Barnes Samuel J K, Thomas Megan, McClintock Peter V E, Stefanovska Aneta
Department of Physics, Lancaster University, Lancaster LA1 4YB, UK.
Department of Paediatrics, Blackpool Teaching Hospitals NHS Foundation Trust, Blackpool FY3 8NR, UK.
Brain Commun. 2025 Feb 19;7(2):fcaf084. doi: 10.1093/braincomms/fcaf084. eCollection 2025.
Spontaneous electroencephalography (EEG) measurements have demonstrated putative variations in the neural connectivity of subjects with autism spectrum disorder, as compared to neurotypical individuals. However, the exact nature of these connectivity differences has remained unknown, a question that we now address. Resting-state, eyes-open EEG data were recorded over 20 min from a cohort of 13 males aged 3-5 years with autism spectrum disorder, and nine neurotypical individuals as a control group. We use time-localized, phase-based methods of data analysis, including wavelet phase coherence and dynamical Bayesian inference. Several 3 min signal segments were analysed to evaluate the reproducibility of the proposed measures. In the autism spectrum disorder cohort, we demonstrate a significant ( 0.05) reduction in functional connectivity strength across all frontal probe pairs. In addition, the percentage of time during which frontal regions were coupled was significantly reduced in the autism spectrum disorder group compared to the control group. These changes remained consistent across repeated measurements. To further validate the findings, an additional resting-state EEG dataset (eyes open and closed) from 67 individuals with autism spectrum disorder and 66 control group individuals (male, 5-15 years) was assessed. The functional connectivity results demonstrated a reduction in theta and alpha connectivity on a local, but not global, level. No association was found with age. The connectivity differences observed suggest the potential of theta and alpha connectivity as biomarkers for autism spectrum disorder. Additionally, the robustness to amplitude perturbations of the methods proposed here makes them particularly suitable for the clinical assessment of autism spectrum disorder and of the efficacy of therapeutic interventions.

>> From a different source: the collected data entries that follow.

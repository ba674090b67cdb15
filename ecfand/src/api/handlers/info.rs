//! Info handlers: service status probe and combined metrics

use crate::api::error::ApiError;
use crate::api::AppState;
use axum::{extract::State, Json};
use ecfan_core::api::{FanMetrics, MetricsResponse, StatusResponse};
use ecfan_core::{Config, FanId};
use tracing::debug;

/// Probe the EC and report its firmware version.
///
/// Doubles as the health check: a reachable EC answers with a plausible
/// firmware pair, anything else is a 500.
///
/// # Endpoint
///
/// `GET /status`
pub(crate) async fn status(
    State(state): State<AppState>,
) -> Result<Json<StatusResponse>, ApiError> {
    debug!("Request: GET /status");

    let (major, minor) = state.bus.firmware_version().await?;

    Ok(Json(StatusResponse {
        status: 1,
        version: format!("{}.{:02}", major, minor),
    }))
}

/// One combined snapshot: power preset, temperature, and every fan's mode,
/// level, speed and curves.
///
/// # Endpoint
///
/// `GET /metrics`
pub(crate) async fn metrics(
    State(state): State<AppState>,
) -> Result<Json<MetricsResponse>, ApiError> {
    debug!("Request: GET /metrics");

    let power_mode = state.bus.power_mode().await?;
    let temperature = state.bus.apu_temperature().await?;
    let config = state.store.snapshot().await;

    Ok(Json(MetricsResponse {
        power_mode,
        temperature,
        fan1: fan_metrics(&state, &config, 1).await?,
        fan2: fan_metrics(&state, &config, 2).await?,
        fan3: fan_metrics(&state, &config, 3).await?,
    }))
}

/// Collect one fan's block: mode and curves from the config snapshot
/// (operator intent), level and speed from the hardware.
async fn fan_metrics(state: &AppState, config: &Config, id: u8) -> Result<FanMetrics, ApiError> {
    let fan = FanId::new(id)?;
    let fan_state = config.fan(fan);

    Ok(FanMetrics {
        mode: fan_state.mode,
        level: state.bus.fan_level(fan).await?,
        rpm: state.bus.fan_rpm(fan).await?,
        rampup_curve: fan_state.rampup_curve,
        rampdown_curve: fan_state.rampdown_curve,
    })
}
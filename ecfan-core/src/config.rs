//! Persisted configuration model
//!
//! The whole daemon state lives in one JSON document: connection settings,
//! the three fan records, and the active power preset. The full object is
//! rewritten on every mutation; there is no merge-patching.

use crate::types::{FanId, FanState, PowerMode};
use serde::{Deserialize, Serialize};
use std::path::PathBuf;

/// Returns the default path for the configuration file.
///
/// The daemon needs raw port I/O and therefore runs as root, so the
/// configuration lives under `/etc` rather than a per-user directory.
pub fn default_config_path() -> PathBuf {
    PathBuf::from("/etc/ecfan/config.json")
}

fn default_log_path() -> PathBuf {
    PathBuf::from("/var/log/ecfan/ecfand.log")
}

fn default_driver_path() -> PathBuf {
    PathBuf::from("/dev/port")
}

fn default_power_mode() -> PowerMode {
    PowerMode::Balanced
}

/// Complete daemon configuration, the unit of persistence.
#[derive(Debug, Clone, PartialEq, Serialize, Deserialize)]
pub struct Config {
    /// HTTP bind address
    pub host: String,
    /// HTTP bind port
    pub port: u16,
    /// Log file location (truncated at every start)
    #[serde(default = "default_log_path")]
    pub log_path: PathBuf,
    /// EC port device node
    #[serde(default = "default_driver_path")]
    pub driver_path: PathBuf,
    /// Active APU power preset
    #[serde(default = "default_power_mode")]
    pub power_mode: PowerMode,
    #[serde(default)]
    pub fan1: FanState,
    #[serde(default)]
    pub fan2: FanState,
    #[serde(default = "FanState::fan3_default")]
    pub fan3: FanState,
}

impl Default for Config {
    fn default() -> Self {
        Config {
            host: "127.0.0.1".to_string(),
            port: 8395,
            log_path: default_log_path(),
            driver_path: default_driver_path(),
            power_mode: default_power_mode(),
            fan1: FanState::default(),
            fan2: FanState::default(),
            fan3: FanState::fan3_default(),
        }
    }
}

impl Config {
    /// Per-fan state by ID
    pub fn fan(&self, fan: FanId) -> &FanState {
        match fan.number() {
            1 => &self.fan1,
            2 => &self.fan2,
            _ => &self.fan3,
        }
    }

    /// Mutable per-fan state by ID
    pub fn fan_mut(&mut self, fan: FanId) -> &mut FanState {
        match fan.number() {
            1 => &mut self.fan1,
            2 => &mut self.fan2,
            _ => &mut self.fan3,
        }
    }

    /// Parse a configuration from its JSON representation.
    pub fn from_json(content: &str) -> Result<Self, serde_json::Error> {
        serde_json::from_str(content)
    }

    /// Serialize the configuration to pretty-printed JSON.
    pub fn to_json(&self) -> Result<String, serde_json::Error> {
        serde_json::to_string_pretty(self)
    }
}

与神经典型个体相比,自发脑电图(EEG)测量已证明自闭症谱系障碍患者的神经连接存在假定差异。然而,这些连接差异的确切性质仍然未知,我们现在要解决这个问题。对13名年龄在3至5岁的患有自闭症谱系障碍的男性和9名作为对照组的神经典型个体进行了20分钟的静息状态睁眼EEG数据记录。我们使用基于时间定位和相位的数据分析方法,包括小波相位相干和动态贝叶斯推理。分析了几个3分钟的信号段以评估所提出测量方法的可重复性。在自闭症谱系障碍队列中,我们证明所有额叶探测对之间的功能连接强度显著降低(P<0.05)。此外,与对照组相比,自闭症谱系障碍组额叶区域耦合的时间百分比显著降低。这些变化在重复测量中保持一致。为了进一步验证这些发现,对来自67名患有自闭症谱系障碍的个体和66名对照组个体(男性,5至15岁)的另外一组静息状态EEG数据集(睁眼和闭眼)进行了评估。功能连接结果表明,在局部而非全局水平上,θ波和α波连接减少。未发现与年龄有关联。观察到的连接差异表明,θ波和α波连接有潜力作为自闭症谱系障碍的生物标志物。此外,这里提出的方法对幅度扰动的稳健性使其特别适合用于自闭症谱系障碍的临床评估以及治疗干预效果的评估。